How does it sound? Balance is like "sustain" - people have run out of things to evaluate because so many guitars are so much better than so many guitarists, so they've hit on irrelevant little details to obsess over. Would Mark Knopfler or Billy Gibbons or John McLaughlin sound good playing your guitar? prolly.... :icon_tongue:
Stubhead, I think your answer was more irrelevant than oblique.  The dude put his hands, heart and hard earned cash into building a fine axe, and like we've all experienced, something didn't come out as expected.  The pursuit of perfection is really more important than the result.  Of course, sound is important, but that's only one aspect of why we do this, right?  All details are worth of being obsessed over. 
You know, the only time I can recall head diving to be noticeable is when playing on stage and there's an accapela vocal part and you put your hands up in the air to either grab your mic with both hands or clap above your head.

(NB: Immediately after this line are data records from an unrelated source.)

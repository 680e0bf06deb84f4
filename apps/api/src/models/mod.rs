//! Database row types. One file per aggregate, all backed by sqlx `FromRow`.

pub mod company;
pub mod drive;
pub mod user;

pub use company::CompanyRow;
pub use drive::{ApplicationRow, PlacementDriveRow};
pub use user::{StudentRow, UserRow};
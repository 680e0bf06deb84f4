use anyhow::{Context, Result};

/// Application configuration loaded from environment variables.
/// Fails at startup if required variables are missing.
#[derive(Debug, Clone)]
pub struct Config {
    pub database_url: String,
    pub openai_api_key: String,
    pub openai_api_base: String,
    /// Root directory for uploaded and rendered documents.
    pub upload_dir: String,
    pub port: u16,
    pub rust_log: String,
}

impl Config {
    pub fn from_env() -> Result<Self> {
        dotenvy::dotenv().ok(); // load .env if present; ignore if missing

        Ok(Config {
            database_url: require_env("DATABASE_URL")?,
            openai_api_key: require_env("OPENAI_API_KEY")?,
            openai_api_base: std::env::var("OPENAI_API_BASE")
                .unwrap_or_else(|_| "https://api.openai.com/v1".to_string()),
            upload_dir: std::env::var("UPLOAD_DIR").unwrap_or_else(|_| "uploads".to_string()),
            port: std::env::var("PORT")
                .unwrap_or_else(|_| "8080".to_string())
                .parse::<u16>()
                .context("PORT must be a valid port number")?,
            rust_log: std::env::var("RUST_LOG").unwrap_or_else(|_| "info".to_string()),
        })
    }
}

fn require_env(key: &str) -> Result<String> {
    std::env::var(key).with_context(|| format!("Required environment variable '{key}' is not set"))
}
//! Resume parsing. Sends extracted resume text to the model and deserializes
//! the structured candidate profile. Fails closed: if the model output cannot
//! be parsed, the whole analysis is rejected rather than scored against a
//! half-empty profile.

use serde::{Deserialize, Serialize};
use tracing::{info, warn};

use crate::llm_client::prompts::JSON_ONLY_SYSTEM;
use crate::llm_client::{ChatParams, LlmClient};

use super::prompts::PARSE_RESUME_PROMPT;
use super::StageError;

/// Sentinel used for scalar fields the resume does not mention. Kept as a
/// string (not None) so downstream prompts always have something to quote.
pub const NOT_MENTIONED: &str = "Not mentioned";

fn not_mentioned() -> String {
    NOT_MENTIONED.to_string()
}

/// Structured candidate profile extracted from resume text.
///
/// Every scalar defaults to the "Not mentioned" sentinel and every list to
/// empty, so a model response that omits fields still deserializes.
#[derive(Debug, Clone, Serialize, Deserialize)]
pub struct CandidateProfile {
    #[serde(default = "not_mentioned")]
    pub name: String,
    #[serde(default = "not_mentioned")]
    pub email: String,
    #[serde(default = "not_mentioned")]
    pub phone: String,
    #[serde(default = "not_mentioned")]
    pub location: String,
    #[serde(default = "not_mentioned")]
    pub summary: String,
    #[serde(default)]
    pub links: Vec<String>,
    #[serde(default)]
    pub skills: Vec<String>,
    #[serde(default)]
    pub education: Vec<EducationEntry>,
    #[serde(default)]
    pub experience: Vec<ExperienceEntry>,
    #[serde(default)]
    pub projects: Vec<ProjectEntry>,
    #[serde(default)]
    pub certifications: Vec<String>,
    #[serde(default)]
    pub achievements: Vec<String>,
}

#[derive(Debug, Clone, Serialize, Deserialize)]
pub struct EducationEntry {
    #[serde(default = "not_mentioned")]
    pub degree: String,
    #[serde(default = "not_mentioned")]
    pub institution: String,
    #[serde(default = "not_mentioned")]
    pub year: String,
    #[serde(default = "not_mentioned")]
    pub cgpa: String,
}

#[derive(Debug, Clone, Serialize, Deserialize)]
pub struct ExperienceEntry {
    #[serde(default = "not_mentioned")]
    pub title: String,
    #[serde(default = "not_mentioned")]
    pub company: String,
    #[serde(default = "not_mentioned")]
    pub duration: String,
    #[serde(default = "not_mentioned")]
    pub description: String,
}

#[derive(Debug, Clone, Serialize, Deserialize)]
pub struct ProjectEntry {
    #[serde(default = "not_mentioned")]
    pub name: String,
    #[serde(default = "not_mentioned")]
    pub description: String,
    #[serde(default)]
    pub technologies: Vec<String>,
}

/// Parses resume text into a structured profile via the model.
pub async fn parse_resume(
    llm: &LlmClient,
    resume_text: &str,
) -> Result<CandidateProfile, StageError> {
    let prompt = PARSE_RESUME_PROMPT.replace("{resume_text}", resume_text);
    let params = ChatParams {
        json_mode: true,
        ..ChatParams::default()
    };

    let profile: CandidateProfile = llm
        .call_json(&prompt, JSON_ONLY_SYSTEM, &params)
        .await
        .map_err(|e| {
            warn!("Resume parsing failed: {e}");
            StageError::ResumeUnparseable
        })?;

    info!(
        "Parsed resume: {} skills, {} experience entries, {} projects",
        profile.skills.len(),
        profile.experience.len(),
        profile.projects.len()
    );
    Ok(profile)
}

#[cfg(test)]
mod tests {
    use super::*;

    #[test]
    fn test_sparse_response_fills_sentinels() {
        let json = r#"{"name": "Asha Rao", "skills": ["Rust", "SQL"]}"#;
        let profile: CandidateProfile = serde_json::from_str(json).unwrap();
        assert_eq!(profile.name, "Asha Rao");
        assert_eq!(profile.email, NOT_MENTIONED);
        assert_eq!(profile.skills, vec!["Rust", "SQL"]);
        assert!(profile.experience.is_empty());
        assert!(profile.certifications.is_empty());
    }

    #[test]
    fn test_nested_entries_deserialize_with_defaults() {
        let json = r#"{
            "experience": [{"title": "Intern", "company": "Acme"}],
            "projects": [{"name": "Crawler"}]
        }"#;
        let profile: CandidateProfile = serde_json::from_str(json).unwrap();
        assert_eq!(profile.experience[0].title, "Intern");
        assert_eq!(profile.experience[0].duration, NOT_MENTIONED);
        assert_eq!(profile.projects[0].name, "Crawler");
        assert!(profile.projects[0].technologies.is_empty());
    }
}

My SG slowly begins to drop that direction. I don't really notice it any other time though. One thing about having a Mahogany LPS Carved top that light and that thicker Wenge neck, you ought to have the tone of the Gods.
Hey, I thought it was the last thing I'd worry about too, but this was pretty bad. After messing around with it, I figured out that moving the strap button from the upper horn to the neck joint made a HUGE difference. It feels very reasonable now, and after filling the strap button hole and touching up the finish I'm back on track with the build. Glad I didn't invest in that 2x6 yet...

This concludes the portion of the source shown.